Jeudi 26 août, 110 demandeurs d’asile afghans ont pu être accueillis à l’Hôtel Mercure à Strasbourg suite aux évacuations depuis Kaboul, et la prise du pouvoir par les talibans mi-août. « C’est très bien qu’on leur ait trouvé une solution d’hébergement », se réjouit Nicolas Fuchs, coordinateur régional de Médecins du Monde et membre du Centre communal d’action social (CCAS) de la Ville de Strasbourg. Il regrette en revanche de constater que 122 autres personnes à la rue ont de nouveau été recensées par les associations strasbourgeoises à la date du 2 septembre. « Théoriquement la loi prévoit une mise à l’abri de manière inconditionnelle, quel que soit le statut administratif et quel que soit la vulnérabilité de la personne », rappelle Nicolas Fuchs. Dans les faits, ce n’est de nouveau pas le cas.

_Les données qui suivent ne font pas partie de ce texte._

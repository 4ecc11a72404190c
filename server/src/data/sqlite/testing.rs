//! In-memory store fixtures shared by repository, domain and API tests

use sqlx::SqlitePool;
use sqlx::sqlite::SqlitePoolOptions;

use super::schema::{AUDIT_SCHEMA, SCHEMA};

/// Single-connection in-memory pool.
///
/// Every connection to `sqlite::memory:` opens a separate database, so the
/// pool is pinned to one connection that never expires.
pub async fn memory_pool() -> SqlitePool {
    SqlitePoolOptions::new()
        .max_connections(1)
        .idle_timeout(None)
        .max_lifetime(None)
        .connect("sqlite::memory:")
        .await
        .unwrap()
}

/// Pool with the full schema applied
pub async fn setup_test_pool() -> SqlitePool {
    let pool = setup_core_pool().await;
    sqlx::query(AUDIT_SCHEMA).execute(&pool).await.unwrap();
    pool
}

/// Pool with only the version 1 tables (audit tables not provisioned)
pub async fn setup_core_pool() -> SqlitePool {
    let pool = memory_pool().await;
    sqlx::query("PRAGMA foreign_keys = ON")
        .execute(&pool)
        .await
        .unwrap();
    sqlx::query(SCHEMA).execute(&pool).await.unwrap();
    pool
}

pub async fn insert_user(
    pool: &SqlitePool,
    name: &str,
    role: &str,
    organization: Option<&str>,
) -> i64 {
    sqlx::query(
        "INSERT INTO users (name, email, role, organization, created_at, updated_at) VALUES (?, ?, ?, ?, 1000, 1000)",
    )
    .bind(name)
    .bind(format!("{}@edushare.test", name.to_lowercase().replace(' ', ".")))
    .bind(role)
    .bind(organization)
    .execute(pool)
    .await
    .unwrap()
    .last_insert_rowid()
}

pub async fn insert_subject(pool: &SqlitePool, name: &str) -> i64 {
    sqlx::query("INSERT INTO subjects (name, created_at) VALUES (?, 1000)")
        .bind(name)
        .execute(pool)
        .await
        .unwrap()
        .last_insert_rowid()
}

pub async fn insert_grade(pool: &SqlitePool, name: &str, level: i64) -> i64 {
    sqlx::query("INSERT INTO grades (name, level, created_at) VALUES (?, ?, 1000)")
        .bind(name)
        .bind(level)
        .execute(pool)
        .await
        .unwrap()
        .last_insert_rowid()
}

pub async fn insert_resource_type(pool: &SqlitePool, name: &str) -> i64 {
    sqlx::query("INSERT INTO resource_types (name) VALUES (?)")
        .bind(name)
        .execute(pool)
        .await
        .unwrap()
        .last_insert_rowid()
}

/// Insert a resource owned by `owner`, created at `created_at`
pub async fn insert_resource(
    pool: &SqlitePool,
    title: &str,
    subject_id: i64,
    grade_id: i64,
    owner: i64,
    status: &str,
    created_at: i64,
) -> i64 {
    sqlx::query(
        r#"
        INSERT INTO resources (title, subject_id, grade_id, status, created_by, created_at, updated_at)
        VALUES (?, ?, ?, ?, ?, ?, ?)
        "#,
    )
    .bind(title)
    .bind(subject_id)
    .bind(grade_id)
    .bind(status)
    .bind(owner)
    .bind(created_at)
    .bind(created_at)
    .execute(pool)
    .await
    .unwrap()
    .last_insert_rowid()
}

pub async fn set_resource_file(pool: &SqlitePool, resource_id: i64, path: &str, size: i64) {
    let extension = path.rsplit_once('.').map(|(_, ext)| ext.to_string());
    sqlx::query(
        "UPDATE resources SET file_path = ?, file_name = ?, file_size = ?, file_extension = ? WHERE id = ?",
    )
    .bind(path)
    .bind(path.rsplit('/').next())
    .bind(size)
    .bind(extension)
    .bind(resource_id)
    .execute(pool)
    .await
    .unwrap();
}

pub async fn count_rows(pool: &SqlitePool, table: &str) -> i64 {
    sqlx::query_scalar(&format!("SELECT COUNT(*) FROM {}", table))
        .fetch_one(pool)
        .await
        .unwrap()
}
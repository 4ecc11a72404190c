//! SQLite database service
//!
//! Owns the connection pool for the lifetime of the process:
//! - WAL mode for concurrent reads during writes
//! - Foreign keys enforced on every connection
//! - Periodic WAL checkpointing until shutdown
//!
//! All schema definitions and migrations are managed here.

pub mod error;
mod migrations;
pub mod repositories;
mod repository_impl;
pub mod schema;
#[cfg(test)]
pub mod testing;

pub use error::SqliteError;
pub use sqlx::SqlitePool;

use std::sync::Arc;
use std::time::Duration;

use sqlx::ConnectOptions;
use sqlx::sqlite::{SqliteConnectOptions, SqliteJournalMode, SqlitePoolOptions, SqliteSynchronous};
use tokio::sync::watch;
use tokio::task::JoinHandle;
use tracing::log::LevelFilter;

use crate::core::constants::{
    SQLITE_BUSY_TIMEOUT_SECS, SQLITE_CACHE_SIZE, SQLITE_CHECKPOINT_INTERVAL_SECS,
    SQLITE_DB_FILENAME, SQLITE_WAL_AUTOCHECKPOINT,
};
use crate::core::storage::{AppStorage, DataSubdir};

/// SQLite database service
///
/// Created once at startup and shared by every component.
pub struct SqliteService {
    pool: SqlitePool,
}

impl SqliteService {
    /// Initialize the database service
    ///
    /// Creates the database file if it doesn't exist, configures connection
    /// options and runs any pending migrations.
    pub async fn init(storage: &AppStorage, max_connections: u32) -> Result<Self, SqliteError> {
        let db_path = storage.subdir(DataSubdir::Sqlite).join(SQLITE_DB_FILENAME);

        let options = SqliteConnectOptions::new()
            .filename(&db_path)
            .create_if_missing(true)
            .foreign_keys(true)
            .journal_mode(SqliteJournalMode::Wal)
            .synchronous(SqliteSynchronous::Normal)
            .busy_timeout(Duration::from_secs(SQLITE_BUSY_TIMEOUT_SECS))
            .pragma("cache_size", SQLITE_CACHE_SIZE)
            .pragma("temp_store", "MEMORY")
            .pragma("wal_autocheckpoint", SQLITE_WAL_AUTOCHECKPOINT)
            .log_statements(LevelFilter::Trace);

        let pool = SqlitePoolOptions::new()
            .max_connections(max_connections)
            .connect_with(options)
            .await?;

        migrations::run_migrations(&pool).await?;

        tracing::debug!(path = %db_path.display(), max_connections, "SqliteService initialized");
        Ok(Self { pool })
    }

    pub fn pool(&self) -> &SqlitePool {
        &self.pool
    }

    /// Create a SqliteService from an existing pool (primarily for testing)
    #[cfg(test)]
    pub fn from_pool(pool: SqlitePool) -> Self {
        Self { pool }
    }

    pub async fn checkpoint(&self) -> Result<(), SqliteError> {
        sqlx::query("PRAGMA wal_checkpoint(TRUNCATE)")
            .execute(&self.pool)
            .await?;
        tracing::debug!("WAL checkpoint completed");
        Ok(())
    }

    /// Close the connection pool gracefully
    pub async fn close(&self) {
        self.pool.close().await;
        tracing::debug!("SQLite pool closed");
    }

    pub fn start_checkpoint_task(
        self: &Arc<Self>,
        mut shutdown_rx: watch::Receiver<bool>,
    ) -> JoinHandle<()> {
        let db = Arc::clone(self);
        tokio::spawn(async move {
            let mut interval =
                tokio::time::interval(Duration::from_secs(SQLITE_CHECKPOINT_INTERVAL_SECS));
            // The first tick completes immediately
            interval.tick().await;
            loop {
                tokio::select! {
                    biased;
                    _ = shutdown_rx.changed() => {
                        if *shutdown_rx.borrow() {
                            tracing::debug!("WAL checkpoint task shutting down");
                            break;
                        }
                    }
                    _ = interval.tick() => {
                        if let Err(e) = db.checkpoint().await {
                            tracing::warn!("WAL checkpoint failed: {}", e);
                        }
                    }
                }
            }
        })
    }
}
use criterion::{criterion_group, criterion_main, Criterion};
use hashlink_ledger::{Block, PowSettings, TXInput, TXOutput, Transaction};

fn bench_pow(c: &mut Criterion) {
    let transactions: Vec<Transaction> = (0..10u8)
        .map(|i| {
            Transaction::from_parts(
                vec![TXInput::new(&[i; 32], 0, &format!("alice-{i}"))],
                vec![TXOutput::new(u64::from(i) + 1, "bob")],
            )
            .unwrap()
        })
        .collect();
    let settings = PowSettings::new(12, i64::MAX).unwrap();

    c.bench_function("mine_block_difficulty_12", |b| {
        b.iter(|| Block::new_block(vec![0; 32], &transactions, settings).unwrap());
    });
}

criterion_group!(benches, bench_pow);
criterion_main!(benches);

Pas d’accès à l’eau courante ou à des toilettes
Des tentes réapparaissent et des campements commencent à se reformer, notamment à côté de l’arrêt de tram Montagne Verte où près de 80 personnes sont installées, majoritairement en cours de demande d’asile. Il s’agit surtout de personnes venues d’Europe de l’Est. C’est le plus gros campement à Strasbourg aujourd’hui. « Dans l’Eurométropole de Strasbourg, 85% de ces personnes à la rue n’ont pas accès à des points d’eau ou des toilettes, ce qui ne permet pas de tenir des conditions de salubrité ou de gestes barrières décents », continue Nicolas Fuchs.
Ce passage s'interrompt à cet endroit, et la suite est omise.